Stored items
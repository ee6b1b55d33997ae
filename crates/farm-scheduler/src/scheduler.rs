//! Session scheduler: one worker task per identity.
//!
//! Workers run on a [`JoinSet`]. A panicked worker is respawned (up to
//! `WORKER_RESTART_LIMIT` times); a worker that stops on its own never
//! touches its siblings. The global stop is the only path that ends every
//! session.

use std::collections::{BTreeMap, HashMap};

use farm_core::{Identity, StopReason, StopSignal};
use farm_session::{
    SessionContext, SessionPhase, SessionReport, SessionSnapshot, SessionWorker,
    effective_identity,
};
use tokio::sync::watch;
use tokio::task::{Id, JoinError, JoinSet};
use tokio::time::Instant;
use tracing::{error, info, warn};

pub const ABORTED_REASON: &str = "aborted after acknowledgment timeout";

struct SessionSlot {
    identity: Identity,
    /// Shared with the running worker. Used to publish the final snapshot
    /// of a worker that was aborted or crashed.
    publisher: watch::Sender<SessionSnapshot>,
    restarts: u32,
}

/// Outcome of a scheduler run.
#[derive(Debug, Clone, PartialEq, Eq)]
pub struct RunSummary {
    /// One report per started session, ordered by name.
    pub reports: Vec<SessionReport>,
    /// Set when the run ended through the global stop.
    pub stop: Option<StopReason>,
}

impl RunSummary {
    pub fn update_version(&self) -> Option<&str> {
        match &self.stop {
            Some(StopReason::Update { version }) => Some(version),
            _ => None,
        }
    }
}

pub struct Scheduler {
    ctx: SessionContext,
    tasks: JoinSet<SessionReport>,
    running: HashMap<Id, String>,
    sessions: BTreeMap<String, SessionSlot>,
    reports: BTreeMap<String, SessionReport>,
}

impl Scheduler {
    pub fn new(ctx: SessionContext) -> Self {
        Self {
            ctx,
            tasks: JoinSet::new(),
            running: HashMap::new(),
            sessions: BTreeMap::new(),
            reports: BTreeMap::new(),
        }
    }

    pub fn stop_signal(&self) -> StopSignal {
        self.ctx.stop.clone()
    }

    /// Spawn one worker per non-blacklisted identity. Returns how many
    /// started. Staggering happens inside each worker's start delay.
    pub fn start(&mut self, identities: impl IntoIterator<Item = Identity>) -> usize {
        let mut started = 0;
        for identity in identities {
            if identity.blacklisted || self.ctx.settings.is_blacklisted(&identity.name) {
                info!(session = %identity.name, "skipping blacklisted session");
                continue;
            }
            if self.sessions.contains_key(&identity.name) {
                warn!(session = %identity.name, "session already running");
                continue;
            }
            let identity = effective_identity(identity, &self.ctx.settings);
            let publisher = self.spawn(identity.clone());
            self.sessions.insert(
                identity.name.clone(),
                SessionSlot {
                    identity,
                    publisher,
                    restarts: 0,
                },
            );
            started += 1;
        }
        info!(sessions = started, "sessions started");
        started
    }

    fn spawn(&mut self, identity: Identity) -> watch::Sender<SessionSnapshot> {
        let (publisher, _) = watch::channel(SessionSnapshot::initial(&identity.name));
        let name = identity.name.clone();
        let worker = SessionWorker::new(identity, self.ctx.clone(), publisher.clone());
        let handle = self.tasks.spawn(worker.run());
        self.running.insert(handle.id(), name);
        publisher
    }

    /// Latest published snapshot of every session, ordered by name.
    pub fn snapshots(&self) -> Vec<SessionSnapshot> {
        self.sessions
            .values()
            .map(|slot| slot.publisher.borrow().clone())
            .collect()
    }

    /// Run until every worker has stopped or the global stop is raised.
    pub async fn await_completion(&mut self) -> RunSummary {
        let stop = self.ctx.stop.clone();
        loop {
            tokio::select! {
                joined = self.tasks.join_next_with_id() => match joined {
                    Some(result) => self.settle(result, true),
                    None => break,
                },
                _ = stop.raised() => {
                    let reason = stop.reason().cloned().unwrap_or(StopReason::Operator);
                    return self.stop_all(reason).await;
                }
            }
        }
        info!("all sessions finished");
        self.summary(None)
    }

    /// Raise the global stop, wait up to `STOP_ACK_TIMEOUT` for workers to
    /// acknowledge, then abort the rest.
    pub async fn stop_all(&mut self, reason: StopReason) -> RunSummary {
        if self.ctx.stop.raise(reason.clone()) {
            info!(reason = %reason, "stopping all sessions");
        }
        let deadline = Instant::now() + self.ctx.settings.stop_ack_timeout();
        loop {
            match tokio::time::timeout_at(deadline, self.tasks.join_next_with_id()).await {
                Ok(Some(result)) => self.settle(result, false),
                Ok(None) => break,
                Err(_) => {
                    warn!(
                        stragglers = self.tasks.len(),
                        timeout_secs = self.ctx.settings.stop_ack_timeout,
                        "sessions did not acknowledge stop; aborting"
                    );
                    self.tasks.abort_all();
                    while let Some(result) = self.tasks.join_next_with_id().await {
                        self.settle(result, false);
                    }
                    break;
                }
            }
        }
        let stop = self.ctx.stop.reason().cloned().unwrap_or(reason);
        self.summary(Some(stop))
    }

    fn settle(&mut self, result: Result<(Id, SessionReport), JoinError>, may_restart: bool) {
        match result {
            Ok((id, report)) => {
                self.running.remove(&id);
                self.reports.insert(report.name.clone(), report);
            }
            Err(err) => {
                let Some(name) = self.running.remove(&err.id()) else {
                    error!(error = %err, "unknown worker task ended");
                    return;
                };
                if err.is_cancelled() {
                    self.record_abnormal(&name, ABORTED_REASON.to_string());
                } else {
                    self.handle_crash(name, err, may_restart);
                }
            }
        }
    }

    fn handle_crash(&mut self, name: String, err: JoinError, may_restart: bool) {
        let limit = self.ctx.settings.worker_restart_limit;
        let restartable = may_restart && !self.ctx.stop.is_raised();
        let identity = match self.sessions.get_mut(&name) {
            Some(slot) if restartable && slot.restarts < limit => {
                slot.restarts += 1;
                warn!(
                    session = %name,
                    error = %err,
                    restart = slot.restarts,
                    limit,
                    "worker crashed; restarting"
                );
                slot.identity.clone()
            }
            _ => {
                error!(session = %name, error = %err, "worker crashed");
                self.record_abnormal(&name, format!("worker crashed: {err}"));
                return;
            }
        };
        let publisher = self.spawn(identity);
        if let Some(slot) = self.sessions.get_mut(&name) {
            slot.publisher = publisher;
        }
    }

    /// Final snapshot and report for a worker that could not report for
    /// itself.
    fn record_abnormal(&mut self, name: &str, reason: String) {
        let cycles = match self.sessions.get(name) {
            Some(slot) => {
                slot.publisher.send_modify(|snap| {
                    snap.phase = SessionPhase::Stopped;
                    snap.taps_remaining = 0;
                    snap.reason = Some(reason.clone());
                });
                slot.publisher.borrow().cycles
            }
            None => 0,
        };
        self.reports.insert(
            name.to_string(),
            SessionReport {
                name: name.to_string(),
                phase: SessionPhase::Stopped,
                reason,
                cycles,
            },
        );
    }

    fn summary(&self, stop: Option<StopReason>) -> RunSummary {
        RunSummary {
            reports: self.reports.values().cloned().collect(),
            stop,
        }
    }
}

#[cfg(test)]
#[path = "scheduler_tests.rs"]
mod tests;
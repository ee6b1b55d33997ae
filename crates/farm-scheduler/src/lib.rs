//! Scheduler: runs one worker per identity, restarts crashed workers,
//! watches for updates and drives the global stop.

pub mod scheduler;
pub mod supervisor;
pub mod update_watch;

#[cfg(test)]
mod test_support;

pub use scheduler::{ABORTED_REASON, RunSummary, Scheduler};
pub use supervisor::{Outcome, supervise};
pub use update_watch::{UpdateCheck, UpdateWatch, VersionSource};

What to produce: Please restate every record above word for word.

Task answer:
repository ee6b1b55d33997ae
filename crates/farm-scheduler/src/scheduler.rs
//! Session scheduler: one worker task per identity.
//!
//! Workers run on a [`JoinSet`]. A panicked worker is respawned (up to
//! `WORKER_RESTART_LIMIT` times); a worker that stops on its own never
//! touches its siblings. The global stop is the only path that ends every
//! session.

use std::collections::{BTreeMap, HashMap};

use farm_core::{Identity, StopReason, StopSignal};
use farm_session::{
    SessionContext, SessionPhase, SessionReport, SessionSnapshot, SessionWorker,
    effective_identity,
};
use tokio::sync::watch;
use tokio::task::{Id, JoinError, JoinSet};
use tokio::time::Instant;
use tracing::{error, info, warn};

pub const ABORTED_REASON: &str = "aborted after acknowledgment timeout";

struct SessionSlot {
    identity: Identity,
    /// Shared with the running worker. Used to publish the final snapshot
    /// of a worker that was aborted or crashed.
    publisher: watch::Sender<SessionSnapshot>,
    restarts: u32,
}

/// Outcome of a scheduler run.
#[derive(Debug, Clone, PartialEq, Eq)]
pub struct RunSummary {
    /// One report per started session, ordered by name.
    pub reports: Vec<SessionReport>,
    /// Set when the run ended through the global stop.
    pub stop: Option<StopReason>,
}

impl RunSummary {
    pub fn update_version(&self) -> Option<&str> {
        match &self.stop {
            Some(StopReason::Update { version }) => Some(version),
            _ => None,
        }
    }
}

pub struct Scheduler {
    ctx: SessionContext,
    tasks: JoinSet<SessionReport>,
    running: HashMap<Id, String>,
    sessions: BTreeMap<String, SessionSlot>,
    reports: BTreeMap<String, SessionReport>,
}

impl Scheduler {
    pub fn new(ctx: SessionContext) -> Self {
        Self {
            ctx,
            tasks: JoinSet::new(),
            running: HashMap::new(),
            sessions: BTreeMap::new(),
            reports: BTreeMap::new(),
        }
    }

    pub fn stop_signal(&self) -> StopSignal {
        self.ctx.stop.clone()
    }

    /// Spawn one worker per non-blacklisted identity. Returns how many
    /// started. Staggering happens inside each worker's start delay.
    pub fn start(&mut self, identities: impl IntoIterator<Item = Identity>) -> usize {
        let mut started = 0;
        for identity in identities {
            if identity.blacklisted || self.ctx.settings.is_blacklisted(&identity.name) {
                info!(session = %identity.name, "skipping blacklisted session");
                continue;
            }
            if self.sessions.contains_key(&identity.name) {
                warn!(session = %identity.name, "session already running");
                continue;
            }
            let identity = effective_identity(identity, &self.ctx.settings);
            let publisher = self.spawn(identity.clone());
            self.sessions.insert(
                identity.name.clone(),
                SessionSlot {
                    identity,
                    publisher,
                    restarts: 0,
                },
            );
            started += 1;
        }
        info!(sessions = started, "sessions started");
        started
    }

    fn spawn(&mut self, identity: Identity) -> watch::Sender<SessionSnapshot> {
        let (publisher, _) = watch::channel(SessionSnapshot::initial(&identity.name));
        let name = identity.name.clone();
        let worker = SessionWorker::new(identity, self.ctx.clone(), publisher.clone());
        let handle = self.tasks.spawn(worker.run());
        self.running.insert(handle.id(), name);
        publisher
    }

    /// Latest published snapshot of every session, ordered by name.
    pub fn snapshots(&self) -> Vec<SessionSnapshot> {
        self.sessions
            .values()
            .map(|slot| slot.publisher.borrow().clone())
            .collect()
    }

    /// Run until every worker has stopped or the global stop is raised.
    pub async fn await_completion(&mut self) -> RunSummary {
        let stop = self.ctx.stop.clone();
        loop {
            tokio::select! {
                joined = self.tasks.join_next_with_id() => match joined {
                    Some(result) => self.settle(result, true),
                    None => break,
                },
                _ = stop.raised() => {
                    let reason = stop.reason().cloned().unwrap_or(StopReason::Operator);
                    return self.stop_all(reason).await;
                }
            }
        }
        info!("all sessions finished");
        self.summary(None)
    }

    /// Raise the global stop, wait up to `STOP_ACK_TIMEOUT` for workers to
    /// acknowledge, then abort the rest.
    pub async fn stop_all(&mut self, reason: StopReason) -> RunSummary {
        if self.ctx.stop.raise(reason.clone()) {
            info!(reason = %reason, "stopping all sessions");
        }
        let deadline = Instant::now() + self.ctx.settings.stop_ack_timeout();
        loop {
            match tokio::time::timeout_at(deadline, self.tasks.join_next_with_id()).await {
                Ok(Some(result)) => self.settle(result, false),
                Ok(None) => break,
                Err(_) => {
                    warn!(
                        stragglers = self.tasks.len(),
                        timeout_secs = self.ctx.settings.stop_ack_timeout,
                        "sessions did not acknowledge stop; aborting"
                    );
                    self.tasks.abort_all();
                    while let Some(result) = self.tasks.join_next_with_id().await {
                        self.settle(result, false);
                    }
                    break;
                }
            }
        }
        let stop = self.ctx.stop.reason().cloned().unwrap_or(reason);
        self.summary(Some(stop))
    }

    fn settle(&mut self, result: Result<(Id, SessionReport), JoinError>, may_restart: bool) {
        match result {
            Ok((id, report)) => {
                self.running.remove(&id);
                self.reports.insert(report.name.clone(), report);
            }
            Err(err) => {
                let Some(name) = self.running.remove(&err.id()) else {
                    error!(error = %err, "unknown worker task ended");
                    return;
                };
                if err.is_cancelled() {
                    self.record_abnormal(&name, ABORTED_REASON.to_string());
                } else {
                    self.handle_crash(name, err, may_restart);
                }
            }
        }
    }

    fn handle_crash(&mut self, name: String, err: JoinError, may_restart: bool) {
        let limit = self.ctx.settings.worker_restart_limit;
        let restartable = may_restart && !self.ctx.stop.is_raised();
        let identity = match self.sessions.get_mut(&name) {
            Some(slot) if restartable && slot.restarts < limit => {
                slot.restarts += 1;
                warn!(
                    session = %name,
                    error = %err,
                    restart = slot.restarts,
                    limit,
                    "worker crashed; restarting"
                );
                slot.identity.clone()
            }
            _ => {
                error!(session = %name, error = %err, "worker crashed");
                self.record_abnormal(&name, format!("worker crashed: {err}"));
                return;
            }
        };
        let publisher = self.spawn(identity);
        if let Some(slot) = self.sessions.get_mut(&name) {
            slot.publisher = publisher;
        }
    }

    /// Final snapshot and report for a worker that could not report for
    /// itself.
    fn record_abnormal(&mut self, name: &str, reason: String) {
        let cycles = match self.sessions.get(name) {
            Some(slot) => {
                slot.publisher.send_modify(|snap| {
                    snap.phase = SessionPhase::Stopped;
                    snap.taps_remaining = 0;
                    snap.reason = Some(reason.clone());
                });
                slot.publisher.borrow().cycles
            }
            None => 0,
        };
        self.reports.insert(
            name.to_string(),
            SessionReport {
                name: name.to_string(),
                phase: SessionPhase::Stopped,
                reason,
                cycles,
            },
        );
    }

    fn summary(&self, stop: Option<StopReason>) -> RunSummary {
        RunSummary {
            reports: self.reports.values().cloned().collect(),
            stop,
        }
    }
}

#[cfg(test)]
#[path = "scheduler_tests.rs"]
mod tests;
repository ee6b1b55d33997ae
filename crates/farm-scheduler/src/lib.rs
//! Scheduler: runs one worker per identity, restarts crashed workers,
//! watches for updates and drives the global stop.

pub mod scheduler;
pub mod supervisor;
pub mod update_watch;

#[cfg(test)]
mod test_support;

pub use scheduler::{ABORTED_REASON, RunSummary, Scheduler};
pub use supervisor::{Outcome, supervise};
pub use update_watch::{UpdateCheck, UpdateWatch, VersionSource};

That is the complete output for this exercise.